For much of 2019, many were wondering if, or rather when, as a result of the ongoing trade war, China would lose its status as the largest US foreign creditor. The answer was revealed last month, when in June, Japan finally surpassed China as the top foreign US creditor, however due to a plunge in Chinese TSY holdings, but due to a jump in Japanese holdings of US paper. One month later, the trend continued as Japan extended its gain on China as the largest US creditor .
Indeed, while in June China saw its holdings decline by a modest $2 billion, bringing its total to $1.111 trillion from $1.113TN...
... it was Japan that stole the show again with a notable $8 billion increase in its Treasuries, from $1.123TN to $1.131TN.
As a reminder, the last time Japan held the position as America’s largest foreign creditor was May 2017. Japan’s holdings of U.S. paper have been rising during the past year as the world’s pool of negative-yielding debt grows, with the total climbing to above $14 trillion at the end of July before hitting a record $17 trillion one month later.
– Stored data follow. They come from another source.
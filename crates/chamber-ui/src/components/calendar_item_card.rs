use chamber_core::calendar::CalendarItem;
use yew::{
  Html,
  Properties,
  function_component,
  html
};

use super::format_calendar_time;

#[derive(Properties, PartialEq)]
pub struct CalendarItemCardProps {
  pub item: CalendarItem
}

#[function_component(CalendarItemCard)]
pub fn calendar_item_card(
  props: &CalendarItemCardProps
) -> Html {
  let item = &props.item;
  let when = if item.all_day {
    format!(
      "{} – {} (all day)",
      format_calendar_time(&item.start, true),
      format_calendar_time(&item.end, true)
    )
  } else {
    format!(
      "{} – {}",
      format_calendar_time(&item.start, false),
      format_calendar_time(&item.end, false)
    )
  };

  html! {
      <div class="calendar-item" data-kind={item.kind.as_str()} style={format!("border-left-color:{};", item.color)}>
          <div class="calendar-item-title">{ &item.title }</div>
          <div class="calendar-item-when">{ when }</div>
          {
              if let Some(committee) = item.committee.clone() {
                  html! { <span class="badge">{ committee }</span> }
              } else {
                  html! {}
              }
          }
          {
              if let Some(location) = item.location.clone() {
                  html! { <span class="calendar-item-location">{ location }</span> }
              } else {
                  html! {}
              }
          }
      </div>
  }
}
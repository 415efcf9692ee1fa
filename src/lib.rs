//! curve-motion: frame-driven motion along parametric curves
//!
//! Advances an object's position along a curve over time, with fixed or
//! speed-derived timing, eased progress, parent-frame correction for
//! mid-motion reparenting, and one-shot callbacks at progress thresholds.
//!
//! The crate owns no frame loop, scene graph, or physics world: the host
//! calls [`MotionManager::tick`] once per frame with a [`FrameSnapshot`]
//! of the object's current placement and applies the returned position.

pub mod curve;
pub mod easing;
pub mod motion; // Curve-following motion core
pub mod physics; // Rapier velocity handoff
pub mod settings;

pub use curve::{Curve, StraightLine, WaypointPath};
pub use easing::Easing;
pub use motion::{
    FrameSnapshot, MotionConfig, MotionController, MotionManager, ParentFrame, PositionUpdate,
    Space, TickReport,
};
pub use settings::MotionSettings;
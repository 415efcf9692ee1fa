/// Easing curves for non-linear motion pacing
///
/// Maps raw normalized progress in [0, 1] to eased progress. Linear is the
/// default and leaves progress untouched.

use serde::{Deserialize, Serialize};
use std::f64::consts::FRAC_PI_2;

/// Standard easing function selection.
#[derive(Debug, Clone, Copy, PartialEq, Eq, Default, Serialize, Deserialize)]
pub enum Easing {
    /// Identity mapping (no easing)
    #[default]
    Linear,
    /// Quadratic ease in
    QuadIn,
    /// Quadratic ease out
    QuadOut,
    /// Quadratic ease in-out
    QuadInOut,
    /// Cubic ease in
    CubicIn,
    /// Cubic ease out
    CubicOut,
    /// Cubic ease in-out
    CubicInOut,
    /// Sine ease in
    SineIn,
    /// Sine ease out
    SineOut,
    /// Sine ease in-out
    SineInOut,
}

impl Easing {
    /// Evaluates the easing function at `t` in [0, 1].
    pub fn apply(self, t: f64) -> f64 {
        match self {
            Easing::Linear => t,
            Easing::QuadIn => t * t,
            Easing::QuadOut => t * (2.0 - t),
            Easing::QuadInOut => {
                if t < 0.5 {
                    2.0 * t * t
                } else {
                    -1.0 + (4.0 - 2.0 * t) * t
                }
            }
            Easing::CubicIn => t * t * t,
            Easing::CubicOut => {
                let u = t - 1.0;
                u * u * u + 1.0
            }
            Easing::CubicInOut => {
                if t < 0.5 {
                    4.0 * t * t * t
                } else {
                    let u = 2.0 * t - 2.0;
                    0.5 * u * u * u + 1.0
                }
            }
            Easing::SineIn => 1.0 - (t * FRAC_PI_2).cos(),
            Easing::SineOut => (t * FRAC_PI_2).sin(),
            Easing::SineInOut => 0.5 * (1.0 - (std::f64::consts::PI * t).cos()),
        }
    }
}
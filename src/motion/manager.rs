/// Motion orchestration: one controller, one flag scheduler, and the
/// configuration surface that binds a path, timing, and flags atomically
///
/// The driver calls `tick` once per frame with the frame's delta time and
/// a snapshot of the object's current placement; the manager advances the
/// motion, produces the position to apply, and fires any due flags at the
/// fresh eased progress.

use std::sync::Arc;

use glam::DVec3;

use crate::curve::{Curve, StraightLine, WaypointPath};
use crate::easing::Easing;
use crate::motion::controller::{MotionController, PositionUpdate, TickOutcome, DIRECTION_LOOKAHEAD};
use crate::motion::flags::{FlagCallback, FlagScheduler};
use crate::motion::FrameSnapshot;

/// The geometry a motion follows, before it is anchored at the begin
/// position.
pub enum MotionPath {
    /// Straight path to a single target point
    Point(DVec3),
    /// Smooth path through ordered waypoints, prefixed with the current
    /// position at apply time
    Waypoints(Vec<DVec3>),
    /// Pre-built curve; positions are offsets from the begin position
    Curve(Arc<dyn Curve>),
}

/// Owned configuration for one motion, applied atomically.
///
/// Build with the chainable setters, then hand to
/// [`MotionManager::apply`]. Target points and waypoints are world-space
/// (or local-space for local motions); the manager rebases them around the
/// object's position when the motion is applied.
pub struct MotionConfig {
    path: MotionPath,
    duration: f64,
    speed_based: bool,
    local: bool,
    easing: Option<Easing>,
    flags: Vec<(f64, FlagCallback)>,
}

impl MotionConfig {
    fn with_path(path: MotionPath) -> Self {
        Self {
            path,
            duration: 1.0,
            speed_based: false,
            local: false,
            easing: None,
            flags: Vec::new(),
        }
    }

    /// Straight motion toward a single destination point.
    pub fn to_point(target: DVec3) -> Self {
        Self::with_path(MotionPath::Point(target))
    }

    /// Smooth motion through an ordered list of waypoints.
    pub fn along_waypoints(points: Vec<DVec3>) -> Self {
        Self::with_path(MotionPath::Waypoints(points))
    }

    /// Motion along caller-built geometry.
    pub fn along_curve(curve: Arc<dyn Curve>) -> Self {
        Self::with_path(MotionPath::Curve(curve))
    }

    /// Seconds to complete the motion, or the speed divisor when
    /// `speed_based` is set (budget = curve length / duration).
    pub fn duration(mut self, seconds: f64) -> Self {
        self.duration = seconds;
        self
    }

    pub fn speed_based(mut self, speed_based: bool) -> Self {
        self.speed_based = speed_based;
        self
    }

    /// Apply produced positions in local space instead of world space.
    pub fn local(mut self, local: bool) -> Self {
        self.local = local;
        self
    }

    pub fn easing(mut self, easing: Easing) -> Self {
        self.easing = Some(easing);
        self
    }

    /// One-shot callback fired when eased progress reaches `threshold`.
    pub fn flag(mut self, threshold: f64, callback: impl FnMut(&mut MotionManager) + 'static) -> Self {
        self.flags.push((threshold, Box::new(callback)));
        self
    }
}

/// What a tick produced.
#[derive(Debug, Clone, Copy)]
pub struct TickReport {
    /// Position to apply this frame, if the motion is actively running
    pub position: Option<PositionUpdate>,
    /// True exactly once, on the tick that exhausted the time budget; the
    /// driver uses this to zero an attached physics body
    pub completed: bool,
}

#[derive(Default)]
pub struct MotionManager {
    controller: MotionController,
    scheduler: FlagScheduler,
}

impl MotionManager {
    pub fn new() -> Self {
        Self::default()
    }

    /// Replace the current motion (and its flag set) with `config`.
    ///
    /// The begin position is the object's placement from `snapshot`;
    /// synthesized paths are built relative to it so the motion departs
    /// from where the object currently is. The motion starts paused.
    pub fn apply(&mut self, config: MotionConfig, snapshot: &FrameSnapshot) {
        let begin = if config.local {
            snapshot.local_position
        } else {
            snapshot.world_position
        };

        let curve: Arc<dyn Curve> = match config.path {
            MotionPath::Point(target) => {
                Arc::new(StraightLine::new(DVec3::ZERO, target - begin))
            }
            MotionPath::Waypoints(points) => {
                let mut relative = Vec::with_capacity(points.len() + 1);
                relative.push(DVec3::ZERO);
                relative.extend(points.into_iter().map(|p| p - begin));
                Arc::new(WaypointPath::new(relative))
            }
            MotionPath::Curve(curve) => curve,
        };

        self.controller
            .configure(curve, config.duration, config.speed_based, config.local, snapshot);
        if let Some(easing) = config.easing {
            self.controller.set_easing(easing);
        }

        self.scheduler.clear();
        for (threshold, callback) in config.flags {
            self.scheduler.add(threshold, callback);
        }
    }

    /// Advance by `dt` seconds and fire due flags. Call once per frame.
    pub fn tick(&mut self, dt: f64, snapshot: &FrameSnapshot) -> TickReport {
        let outcome = self.controller.tick(dt, snapshot.parent_pair());
        let position = self.controller.apply_position(dt, snapshot);
        let progress = self.controller.eased_progress();
        self.fire_flags(progress);
        TickReport {
            position,
            completed: outcome == TickOutcome::Completed,
        }
    }

    /// Fire every unfired flag whose threshold the progress value has
    /// reached, in insertion order.
    ///
    /// The flag list is snapshotted before callbacks run: a callback may
    /// reconfigure this manager (clearing or replacing the scheduler's
    /// flags) without corrupting the iteration. The snapshot is only put
    /// back if no callback touched the scheduler in the meantime.
    pub fn fire_flags(&mut self, progress: f64) {
        if self.scheduler.is_empty() {
            return;
        }
        let generation = self.scheduler.generation();
        let mut snapshot = self.scheduler.take_flags();
        for flag in &mut snapshot {
            if flag.is_due(progress) {
                flag.fired = true;
                (flag.callback)(self);
            }
        }
        if self.scheduler.generation() == generation {
            self.scheduler.restore_flags(snapshot);
        }
    }

    pub fn start(&mut self) {
        self.controller.start();
    }

    pub fn pause(&mut self) {
        self.controller.pause();
    }

    /// Tear down the motion; returns the last velocity estimate as a final
    /// handoff. Flags stay installed until the next `apply` replaces them.
    pub fn remove(&mut self) -> DVec3 {
        self.controller.remove()
    }

    pub fn set_progress(&mut self, value: f64, normalized: bool) {
        self.controller.set_progress(value, normalized);
    }

    pub fn set_easing(&mut self, easing: Easing) {
        self.controller.set_easing(easing);
    }

    /// Re-arm all flags for a repeated motion.
    pub fn reset_flags(&mut self) {
        self.scheduler.reset_all();
    }

    pub fn add_flag(&mut self, threshold: f64, callback: impl FnMut(&mut MotionManager) + 'static) {
        self.scheduler.add(threshold, Box::new(callback));
    }

    pub fn clear_flags(&mut self) {
        self.scheduler.clear();
    }

    pub fn direction(&self) -> DVec3 {
        self.controller.direction_of_travel(DIRECTION_LOOKAHEAD)
    }

    pub fn eased_progress(&self) -> f64 {
        self.controller.eased_progress()
    }

    pub fn raw_progress(&self) -> f64 {
        self.controller.raw_progress()
    }

    pub fn active(&self) -> bool {
        self.controller.active()
    }

    pub fn paused(&self) -> bool {
        self.controller.paused()
    }

    pub fn velocity(&self) -> DVec3 {
        self.controller.velocity()
    }

    pub fn controller(&self) -> &MotionController {
        &self.controller
    }
}
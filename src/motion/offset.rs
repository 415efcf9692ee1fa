/// Parent-frame change tracking and correction transform
///
/// Motion positions are computed in the coordinate frame the parent had
/// when it was last (re)attached. If the parent frame then moves, the
/// correction transform carries the curve-local trajectory along with it,
/// so a mid-motion reparent never requires restarting the motion.

use glam::DMat4;
use hecs::Entity;

#[derive(Debug, Clone)]
pub struct FrameOffsetTracker {
    /// Identity of the observed parent frame
    tracked: Option<Entity>,
    /// Parent world transform captured when the identity last changed
    baseline: DMat4,
    /// Parent world transform as of the latest observation
    current: DMat4,
}

impl Default for FrameOffsetTracker {
    fn default() -> Self {
        Self {
            tracked: None,
            baseline: DMat4::IDENTITY,
            current: DMat4::IDENTITY,
        }
    }
}

impl FrameOffsetTracker {
    pub fn new() -> Self {
        Self::default()
    }

    /// Called every tick. A changed parent identity re-captures the
    /// baseline; the live transform is refreshed on every call since the
    /// parent moves even when the identity does not.
    pub fn observe(&mut self, parent: Option<(Entity, DMat4)>) {
        match parent {
            Some((entity, local_to_world)) => {
                if self.tracked != Some(entity) {
                    self.tracked = Some(entity);
                    self.baseline = local_to_world;
                }
                self.current = local_to_world;
            }
            None => {
                self.tracked = None;
                self.baseline = DMat4::IDENTITY;
                self.current = DMat4::IDENTITY;
            }
        }
    }

    /// Unconditional baseline capture. Used when a motion is configured so
    /// the new motion starts from a clean identity correction, even if the
    /// parent identity has not changed since the last capture.
    pub fn rebase(&mut self, parent: Option<(Entity, DMat4)>) {
        match parent {
            Some((entity, local_to_world)) => {
                self.tracked = Some(entity);
                self.baseline = local_to_world;
                self.current = local_to_world;
            }
            None => {
                self.tracked = None;
                self.baseline = DMat4::IDENTITY;
                self.current = DMat4::IDENTITY;
            }
        }
    }

    /// The transform mapping curve-local positions into the parent's
    /// current frame: identity when no parent is tracked.
    pub fn correction(&self) -> DMat4 {
        if self.tracked.is_some() {
            self.current * self.baseline.inverse()
        } else {
            DMat4::IDENTITY
        }
    }

    pub fn tracked(&self) -> Option<Entity> {
        self.tracked
    }

    pub fn reset(&mut self) {
        *self = Self::default();
    }
}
That’s made Treasuries more attractive to some overseas investors, given that U.S. debt offers some of the highest yields in developed markets.
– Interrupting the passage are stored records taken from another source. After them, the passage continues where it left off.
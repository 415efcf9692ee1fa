/// End-to-end tests driving the motion core the way a frame loop would:
/// tick, apply the returned position, repeat.

use std::cell::RefCell;
use std::rc::Rc;

use glam::{DMat4, DVec3};
use hecs::World;

use curve_motion::motion::ParentFrame;
use curve_motion::{Easing, FrameSnapshot, MotionConfig, MotionManager};

/// Minimal driver: tracks the applied position and feeds it back through
/// the snapshot each frame, like a transform would.
struct Driver {
    manager: MotionManager,
    position: DVec3,
    parent: Option<ParentFrame>,
}

impl Driver {
    fn new() -> Self {
        Self {
            manager: MotionManager::new(),
            position: DVec3::ZERO,
            parent: None,
        }
    }

    fn snapshot(&self) -> FrameSnapshot {
        FrameSnapshot {
            parent: self.parent,
            local_position: self.position,
            world_position: self.position,
        }
    }

    fn frame(&mut self, dt: f64) -> bool {
        let report = self.manager.tick(dt, &self.snapshot());
        if let Some(update) = report.position {
            self.position = update.position;
        }
        report.completed
    }
}

#[test]
fn test_progress_monotonicity_under_uneven_ticks() {
    let mut driver = Driver::new();
    driver.manager.apply(
        MotionConfig::to_point(DVec3::X * 10.0).duration(1.0),
        &driver.snapshot(),
    );
    driver.manager.start();

    let mut previous = 0.0;
    for dt in [0.1, 0.0, 0.25, -1.0, 0.05, 0.3, 0.9, 0.2] {
        driver.frame(dt);
        let progress = driver.manager.raw_progress();
        assert!(progress >= previous, "progress went backwards");
        assert!(progress <= 1.0);
        previous = progress;
    }
}

#[test]
fn test_completion_freeze_holds_final_position() {
    let mut driver = Driver::new();
    let target = DVec3::new(6.0, 0.0, 0.0);
    driver.manager.apply(
        MotionConfig::to_point(target).duration(0.5),
        &driver.snapshot(),
    );
    driver.manager.start();

    let mut completed = false;
    for _ in 0..10 {
        completed |= driver.frame(0.2);
    }
    assert!(completed);
    assert!((driver.position - target).length() < 1e-9);
    assert_eq!(driver.manager.eased_progress(), 1.0);

    // Further ticks change nothing
    let frozen = driver.position;
    driver.frame(0.2);
    driver.frame(0.2);
    assert_eq!(driver.position, frozen);
}

#[test]
fn test_pause_is_idempotent() {
    let mut driver = Driver::new();
    driver.manager.apply(
        MotionConfig::to_point(DVec3::X * 10.0).duration(1.0),
        &driver.snapshot(),
    );
    driver.manager.start();
    driver.frame(0.3);

    driver.manager.pause();
    let held_progress = driver.manager.raw_progress();
    let held_position = driver.position;
    for _ in 0..5 {
        driver.frame(0.3);
    }
    assert_eq!(driver.manager.raw_progress(), held_progress);
    assert_eq!(driver.position, held_position);

    driver.manager.start();
    driver.frame(0.3);
    assert!(driver.manager.raw_progress() > held_progress);
}

#[test]
fn test_flags_fire_once_each_in_threshold_order() {
    let fired = Rc::new(RefCell::new(Vec::new()));
    let mut driver = Driver::new();

    let mut config = MotionConfig::to_point(DVec3::X * 10.0).duration(1.0);
    for threshold in [0.9, 0.25, 0.5] {
        // Deliberately added out of order; firing order follows progress
        let fired = Rc::clone(&fired);
        config = config.flag(threshold, move |_| fired.borrow_mut().push(threshold));
    }
    driver.manager.apply(config, &driver.snapshot());
    driver.manager.start();

    for _ in 0..25 {
        driver.frame(0.05);
    }
    assert_eq!(*fired.borrow(), vec![0.25, 0.5, 0.9]);

    // Drive progress back down and up again without resetting: no refires
    driver.manager.set_progress(0.0, true);
    driver.manager.fire_flags(driver.manager.eased_progress());
    driver.manager.set_progress(1.0, true);
    driver.manager.fire_flags(driver.manager.eased_progress());
    assert_eq!(fired.borrow().len(), 3);
}

#[test]
fn test_reparent_mid_motion_is_continuous() {
    let mut world = World::new();
    let first_parent = world.spawn(());
    let second_parent = world.spawn(());

    let mut driver = Driver::new();
    driver.parent = Some(ParentFrame {
        entity: first_parent,
        local_to_world: DMat4::from_translation(DVec3::new(0.0, 3.0, 0.0)),
    });

    driver.manager.apply(
        MotionConfig::to_point(DVec3::new(10.0, 0.0, 0.0)).duration(1.0),
        &driver.snapshot(),
    );
    driver.manager.start();
    driver.frame(0.4);
    let before = driver.position;

    // Swap to a new parent at an arbitrary placement, no time elapsing
    driver.parent = Some(ParentFrame {
        entity: second_parent,
        local_to_world: DMat4::from_translation(DVec3::new(-7.0, 2.0, 5.0)),
    });
    driver.frame(0.0);
    // dt of zero applies no update; query the computed position directly
    let after = driver.manager.controller().compute_position().unwrap();
    assert!(
        (after - before).length() < 1e-9,
        "reparent jumped from {before} to {after}"
    );
}

#[test]
fn test_parent_movement_carries_the_path() {
    let mut world = World::new();
    let parent = world.spawn(());

    let mut driver = Driver::new();
    driver.parent = Some(ParentFrame {
        entity: parent,
        local_to_world: DMat4::IDENTITY,
    });
    driver.manager.apply(
        MotionConfig::to_point(DVec3::X * 10.0).duration(1.0),
        &driver.snapshot(),
    );
    driver.manager.start();
    driver.frame(0.5);
    let halfway = driver.position;

    // Parent shifts 4 units up; the curve-local trajectory is unchanged
    // but the produced position moves with the parent
    let shift = DVec3::new(0.0, 4.0, 0.0);
    driver.parent = Some(ParentFrame {
        entity: parent,
        local_to_world: DMat4::from_translation(shift),
    });
    driver.frame(1e-9);
    let carried = driver.manager.controller().compute_position().unwrap();
    assert!((carried - (halfway + shift)).length() < 1e-6);
}

#[test]
fn test_speed_based_timing() {
    let mut driver = Driver::new();
    // Curve length 10, speed divisor 2.0 -> 5 second budget
    driver.manager.apply(
        MotionConfig::to_point(DVec3::X * 10.0)
            .duration(2.0)
            .speed_based(true),
        &driver.snapshot(),
    );
    driver.manager.start();

    driver.frame(2.5);
    assert!((driver.manager.raw_progress() - 0.5).abs() < 1e-9);
}

#[test]
fn test_removal_hands_off_last_velocity() {
    let mut driver = Driver::new();
    driver.manager.apply(
        MotionConfig::to_point(DVec3::X * 10.0).duration(1.0),
        &driver.snapshot(),
    );
    driver.manager.start();

    driver.frame(0.25);
    let before = driver.position;
    driver.frame(0.25);
    let expected = (driver.position - before) / 0.25;

    let velocity = driver.manager.remove();
    assert!((velocity - expected).length() < 1e-9);
    assert!(!driver.manager.active());
    assert_eq!(driver.manager.controller().compute_position(), None);
}

#[test]
fn test_zero_duration_is_instantly_complete() {
    let mut driver = Driver::new();
    let target = DVec3::new(0.0, 0.0, 5.0);
    driver.manager.apply(
        MotionConfig::to_point(target).duration(0.0),
        &driver.snapshot(),
    );
    driver.manager.start();

    assert_eq!(driver.manager.eased_progress(), 1.0);
    let completed = driver.frame(0.016);
    assert!(completed);
    let end = driver.manager.controller().compute_position().unwrap();
    assert!((end - target).length() < 1e-9);
}

#[test]
fn test_eased_motion_reaches_the_same_endpoint() {
    let mut linear = Driver::new();
    let mut eased = Driver::new();
    let target = DVec3::new(8.0, 0.0, 0.0);

    linear.manager.apply(
        MotionConfig::to_point(target).duration(1.0),
        &linear.snapshot(),
    );
    eased.manager.apply(
        MotionConfig::to_point(target)
            .duration(1.0)
            .easing(Easing::CubicIn),
        &eased.snapshot(),
    );
    linear.manager.start();
    eased.manager.start();

    linear.frame(0.5);
    eased.frame(0.5);
    // Ease-in lags the linear motion at the halfway mark
    assert!(eased.position.x < linear.position.x);

    for _ in 0..5 {
        linear.frame(0.2);
        eased.frame(0.2);
    }
    assert!((linear.position - target).length() < 1e-9);
    assert!((eased.position - target).length() < 1e-9);
}

#[test]
fn test_waypoint_motion_visits_the_last_waypoint() {
    let mut driver = Driver::new();
    driver.position = DVec3::new(1.0, 0.0, 0.0);
    let waypoints = vec![
        DVec3::new(4.0, 0.0, 0.0),
        DVec3::new(4.0, 4.0, 0.0),
        DVec3::new(0.0, 4.0, 0.0),
    ];
    driver.manager.apply(
        MotionConfig::along_waypoints(waypoints.clone()).duration(1.0),
        &driver.snapshot(),
    );
    driver.manager.start();

    for _ in 0..30 {
        driver.frame(0.05);
    }
    assert!((driver.position - waypoints[2]).length() < 1e-6);
}

#[test]
fn test_local_space_motion_reports_local_updates() {
    use curve_motion::Space;

    let mut manager = MotionManager::new();
    let snapshot = FrameSnapshot {
        parent: None,
        local_position: DVec3::new(2.0, 0.0, 0.0),
        world_position: DVec3::new(50.0, 0.0, 0.0),
    };
    manager.apply(
        MotionConfig::to_point(DVec3::new(2.0, 0.0, 6.0))
            .duration(1.0)
            .local(true),
        &snapshot,
    );
    manager.start();

    let report = manager.tick(0.5, &snapshot);
    let update = report.position.unwrap();
    assert_eq!(update.space, Space::Local);
    // Departs from the local position, not the world position
    assert!((update.position - DVec3::new(2.0, 0.0, 3.0)).length() < 1e-9);
}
China’s US treasury holdings have come under increased scrutiny in the trade war amid speculation that the Asian nation could sell Treasuries in response, especially after a former Chinese central banker recently suggested that a treasury dump is certainly possible: "The U.S. believes, in a geopolitical point of view, it’s being contained by China with China’s holding of its sovereign bonds," said Chen Yuan, former deputy governor of the PBOC. “That means the U.S. is not completely without weakness."
And while China has yet to activate the nuclear option, at least we now know which country's retirees are the biggest US Treasury bagholders. Except for America['s own of course.
Overall foreign holdings of US Treasuries dropped to $6.63 trillion compared with $6.64 trillion in June. Belgium, Saudi Arabia and Taiwan boosted their holdings in July from a month earlier.
Finally, not everyone was busy adding to US Treasury holdings: in July, the biggest seller was the Cayman Islands (i.e. hedge funds), whose holdings declined by $82 billion, the most since January...
... even though one month later, in August, US Treasury yields would tumble to the lowest on record.